I'm currently running pfSense 2.4.5-RELEASE-p1 (amd64).
Updated by Renato Botelho about 4 years ago
- Assignee set to Renato Botelho
- Target version changed from Future to 2.5.0
A fix was pushed on FreeBSD. I'm going to import it to pfSense
Updated by Renato Botelho about 4 years ago
- Status changed from New to Feedback
I've imported the fix to pfSense. Next round of snapshots with timestamp bigger than 20200928.0650 will contain the patch
Updated by Bianco Veigel about 4 years ago
- File info.0 info.0 added
- File textdump.tar.0 textdump.tar.0 added
I've updated to 2.5.0.a.20200928.1250 and got the same crash as before. I've attached the crashdump.

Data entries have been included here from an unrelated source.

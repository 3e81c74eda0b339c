//! Payment status and method.

use serde::{Deserialize, Serialize};

/// The status of a payment attempt.
///
/// State transitions:
/// ```text
/// Pending ──┬──► Paid
///           ├──► Failed
///           └──► Expired
/// ```
#[derive(Debug, Clone, Copy, PartialEq, Eq, Hash, Serialize, Deserialize, Default)]
#[serde(rename_all = "SCREAMING_SNAKE_CASE")]
pub enum PaymentStatus {
    /// Awaiting the gateway's outcome.
    #[default]
    Pending,

    /// Settled by the gateway (terminal state).
    Paid,

    /// Declined by the gateway (terminal state).
    Failed,

    /// Lapsed, either reported by the gateway or because the booking
    /// expired first (terminal state).
    Expired,
}

impl PaymentStatus {
    /// Returns true if the payment may still transition.
    pub fn is_pending(&self) -> bool {
        matches!(self, PaymentStatus::Pending)
    }

    /// Returns true if this is a terminal state.
    pub fn is_terminal(&self) -> bool {
        !self.is_pending()
    }

    pub fn as_str(&self) -> &'static str {
        match self {
            PaymentStatus::Pending => "PENDING",
            PaymentStatus::Paid => "PAID",
            PaymentStatus::Failed => "FAILED",
            PaymentStatus::Expired => "EXPIRED",
        }
    }
}

impl std::fmt::Display for PaymentStatus {
    fn fmt(&self, f: &mut std::fmt::Formatter<'_>) -> std::fmt::Result {
        write!(f, "{}", self.as_str())
    }
}

impl std::str::FromStr for PaymentStatus {
    type Err = String;

    fn from_str(s: &str) -> Result<Self, Self::Err> {
        match s {
            "PENDING" => Ok(PaymentStatus::Pending),
            "PAID" => Ok(PaymentStatus::Paid),
            "FAILED" => Ok(PaymentStatus::Failed),
            "EXPIRED" => Ok(PaymentStatus::Expired),
            other => Err(format!("invalid payment status: {other}")),
        }
    }
}

/// How the customer pays.
#[derive(Debug, Clone, Copy, PartialEq, Eq, Hash, Serialize, Deserialize)]
pub enum PaymentMethod {
    /// Virtual account bank transfer.
    #[serde(rename = "VA")]
    VirtualAccount,
    #[serde(rename = "EWALLET")]
    EWallet,
    #[serde(rename = "QRIS")]
    Qris,
}

impl PaymentMethod {
    pub fn as_str(&self) -> &'static str {
        match self {
            PaymentMethod::VirtualAccount => "VA",
            PaymentMethod::EWallet => "EWALLET",
            PaymentMethod::Qris => "QRIS",
        }
    }
}

impl std::fmt::Display for PaymentMethod {
    fn fmt(&self, f: &mut std::fmt::Formatter<'_>) -> std::fmt::Result {
        f.write_str(self.as_str())
    }
}

impl std::str::FromStr for PaymentMethod {
    type Err = String;

    fn from_str(s: &str) -> Result<Self, Self::Err> {
        match s {
            "VA" => Ok(PaymentMethod::VirtualAccount),
            "EWALLET" => Ok(PaymentMethod::EWallet),
            "QRIS" => Ok(PaymentMethod::Qris),
            other => Err(format!(
                "invalid payment method {other}, allowed: VA, EWALLET, QRIS"
            )),
        }
    }
}
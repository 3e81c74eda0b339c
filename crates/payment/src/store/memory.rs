use std::collections::HashMap;
use std::sync::Arc;

use async_trait::async_trait;
use common::{BookingId, PaymentId};
use tokio::sync::RwLock;

use crate::aggregate::Payment;
use crate::error::{PaymentError, Result};
use crate::store::PaymentStore;

#[derive(Debug, Default)]
struct Tables {
    payments: HashMap<PaymentId, Payment>,
    by_booking: HashMap<BookingId, PaymentId>,
}

/// In-memory payment store for testing and local runs.
///
/// Existence check and insert happen under one write lock, which gives the
/// same one-payment-per-booking guarantee as the unique index in Postgres.
#[derive(Debug, Clone, Default)]
pub struct InMemoryPaymentStore {
    tables: Arc<RwLock<Tables>>,
}

impl InMemoryPaymentStore {
    pub fn new() -> Self {
        Self::default()
    }

    /// Returns the number of payments stored.
    pub async fn len(&self) -> usize {
        self.tables.read().await.payments.len()
    }

    pub async fn is_empty(&self) -> bool {
        self.len().await == 0
    }
}

#[async_trait]
impl PaymentStore for InMemoryPaymentStore {
    async fn insert(&self, payment: &Payment) -> Result<()> {
        let mut tables = self.tables.write().await;

        if tables.by_booking.contains_key(&payment.booking_id) {
            return Err(PaymentError::AlreadyExists(payment.booking_id));
        }

        tables.by_booking.insert(payment.booking_id, payment.id);
        tables.payments.insert(payment.id, payment.clone());
        Ok(())
    }

    async fn get(&self, id: PaymentId) -> Result<Option<Payment>> {
        Ok(self.tables.read().await.payments.get(&id).cloned())
    }

    async fn find_by_booking(&self, booking_id: BookingId) -> Result<Option<Payment>> {
        let tables = self.tables.read().await;
        Ok(tables
            .by_booking
            .get(&booking_id)
            .and_then(|id| tables.payments.get(id))
            .cloned())
    }

    async fn list(&self) -> Result<Vec<Payment>> {
        let tables = self.tables.read().await;
        let mut payments: Vec<_> = tables.payments.values().cloned().collect();
        payments.sort_by(|a, b| b.created_at.cmp(&a.created_at));
        Ok(payments)
    }

    async fn update_if_pending(&self, payment: &Payment) -> Result<bool> {
        let mut tables = self.tables.write().await;
        let stored = tables
            .payments
            .get_mut(&payment.id)
            .ok_or(PaymentError::PaymentNotFound(payment.id))?;

        if !stored.status.is_pending() {
            return Ok(false);
        }

        *stored = payment.clone();
        Ok(true)
    }

    async fn update(&self, payment: &Payment) -> Result<()> {
        let mut tables = self.tables.write().await;
        let stored = tables
            .payments
            .get_mut(&payment.id)
            .ok_or(PaymentError::PaymentNotFound(payment.id))?;

        *stored = payment.clone();
        Ok(())
    }
}

#[cfg(test)]
mod tests {
    use super::*;
    use crate::directory::BookingSnapshot;
    use crate::state::{PaymentMethod, PaymentStatus};
    use chrono::Utc;
    use common::{EventId, Money, TicketId, UserId};

    fn payment_for(booking_id: BookingId) -> Payment {
        let booking = BookingSnapshot {
            id: booking_id,
            user_id: UserId::new(),
            event_id: EventId::new(),
            ticket_id: TicketId::new(),
            quantity: 1,
            total_amount: Money::from_major(100),
            status: "PENDING".to_string(),
            expires_at: None,
        };
        Payment::open(&booking, Money::from_major(100), PaymentMethod::VirtualAccount, Utc::now())
    }

    #[tokio::test]
    async fn test_second_payment_for_booking_is_rejected() {
        let store = InMemoryPaymentStore::new();
        let booking_id = BookingId::new();

        store.insert(&payment_for(booking_id)).await.unwrap();
        let result = store.insert(&payment_for(booking_id)).await;

        assert!(matches!(result, Err(PaymentError::AlreadyExists(id)) if id == booking_id));
        assert_eq!(store.len().await, 1);
    }

    #[tokio::test]
    async fn test_update_if_pending_is_compare_and_set() {
        let store = InMemoryPaymentStore::new();
        let payment = payment_for(BookingId::new());
        store.insert(&payment).await.unwrap();

        let mut paid = payment.clone();
        paid.resolve(PaymentStatus::Paid, Utc::now()).unwrap();
        assert!(store.update_if_pending(&paid).await.unwrap());

        let mut failed = payment.clone();
        failed.resolve(PaymentStatus::Failed, Utc::now()).unwrap();
        assert!(!store.update_if_pending(&failed).await.unwrap());

        let stored = store.get(payment.id).await.unwrap().unwrap();
        assert_eq!(stored.status, PaymentStatus::Paid);
    }

    #[tokio::test]
    async fn test_find_by_booking() {
        let store = InMemoryPaymentStore::new();
        let payment = payment_for(BookingId::new());
        store.insert(&payment).await.unwrap();

        let found = store.find_by_booking(payment.booking_id).await.unwrap();
        assert_eq!(found, Some(payment));
        assert!(
            store
                .find_by_booking(BookingId::new())
                .await
                .unwrap()
                .is_none()
        );
    }
}
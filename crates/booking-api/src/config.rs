//! Booking service configuration loaded from environment variables.

use std::time::Duration;

/// Server configuration with sensible defaults.
///
/// Reads from environment variables:
/// - `HOST`: bind address (default: `"0.0.0.0"`)
/// - `PORT`: listen port (default: `3001`)
/// - `RUST_LOG`: tracing filter directive (default: `"info"`)
/// - `LOG_FORMAT`: `json` for JSON logs, anything else for plain text
/// - `DATABASE_URL`: Postgres connection string; unset runs on the in-memory store
/// - `USER_SERVICE_URL`: identity service base URL (default: `http://localhost:3000`)
/// - `PAYMENT_WEBHOOK_URL`: where `booking.*` notifications are posted
/// - `SWEEP_INTERVAL_SECS`: expiry sweep period (default: `30`)
/// - `SEED_DEMO_DATA`: seed sample events into an empty store (default: `false`)
/// - `HTTP_TIMEOUT_SECS`: outbound request timeout (default: `10`)
#[derive(Debug, Clone)]
pub struct Config {
    pub host: String,
    pub port: u16,
    pub log_level: String,
    pub log_format: String,
    pub database_url: Option<String>,
    pub user_service_url: String,
    pub payment_webhook_url: String,
    pub sweep_interval_secs: u64,
    pub seed_demo_data: bool,
    pub http_timeout_secs: u64,
}

impl Config {
    /// Loads configuration from environment variables, falling back to defaults.
    pub fn from_env() -> Self {
        let defaults = Self::default();
        Self {
            host: std::env::var("HOST").unwrap_or(defaults.host),
            port: parse_var("PORT").unwrap_or(defaults.port),
            log_level: std::env::var("RUST_LOG").unwrap_or(defaults.log_level),
            log_format: std::env::var("LOG_FORMAT").unwrap_or(defaults.log_format),
            database_url: std::env::var("DATABASE_URL")
                .ok()
                .filter(|url| !url.is_empty()),
            user_service_url: std::env::var("USER_SERVICE_URL")
                .unwrap_or(defaults.user_service_url),
            payment_webhook_url: std::env::var("PAYMENT_WEBHOOK_URL")
                .unwrap_or(defaults.payment_webhook_url),
            sweep_interval_secs: parse_var("SWEEP_INTERVAL_SECS")
                .filter(|secs| *secs > 0)
                .unwrap_or(defaults.sweep_interval_secs),
            seed_demo_data: std::env::var("SEED_DEMO_DATA")
                .map(|v| matches!(v.to_ascii_lowercase().as_str(), "1" | "true" | "yes"))
                .unwrap_or(defaults.seed_demo_data),
            http_timeout_secs: parse_var("HTTP_TIMEOUT_SECS")
                .filter(|secs| *secs > 0)
                .unwrap_or(defaults.http_timeout_secs),
        }
    }

    /// Returns the `"host:port"` bind address string.
    pub fn addr(&self) -> String {
        format!("{}:{}", self.host, self.port)
    }

    pub fn json_logs(&self) -> bool {
        self.log_format.eq_ignore_ascii_case("json")
    }

    pub fn sweep_interval(&self) -> Duration {
        Duration::from_secs(self.sweep_interval_secs)
    }

    pub fn http_timeout(&self) -> Duration {
        Duration::from_secs(self.http_timeout_secs)
    }
}

impl Default for Config {
    fn default() -> Self {
        Self {
            host: "0.0.0.0".to_string(),
            port: 3001,
            log_level: "info".to_string(),
            log_format: "text".to_string(),
            database_url: None,
            user_service_url: "http://localhost:3000".to_string(),
            payment_webhook_url: "http://localhost:3002/payments/webhook/booking".to_string(),
            sweep_interval_secs: 30,
            seed_demo_data: false,
            http_timeout_secs: 10,
        }
    }
}

fn parse_var<T: std::str::FromStr>(name: &str) -> Option<T> {
    std::env::var(name).ok().and_then(|v| v.parse().ok())
}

Is there anything else, I can do?
Updated by Renato Botelho about 4 years ago
- Status changed from Feedback to In Progress
Updated by Renato Botelho about 4 years ago
Bianco Veigel wrote:
I've updated to 2.5.0.a.20200928.1250 and got the same crash as before. I've attached the crashdump.
Is there anything else, I can do?
I've added INVARIANTS to kernel in order to collect more useful data from crash. Please try it again on 20200929-1250 image
Updated by Renato Botelho about 4 years ago
https://reviews.freebsd.org/D26586 was also imported to devel-12 branch. Next round of snapshots (1250) will have this applied
Updated by Bianco Veigel about 4 years ago
I'd like to test the new version, but there is still no 20200929-1250.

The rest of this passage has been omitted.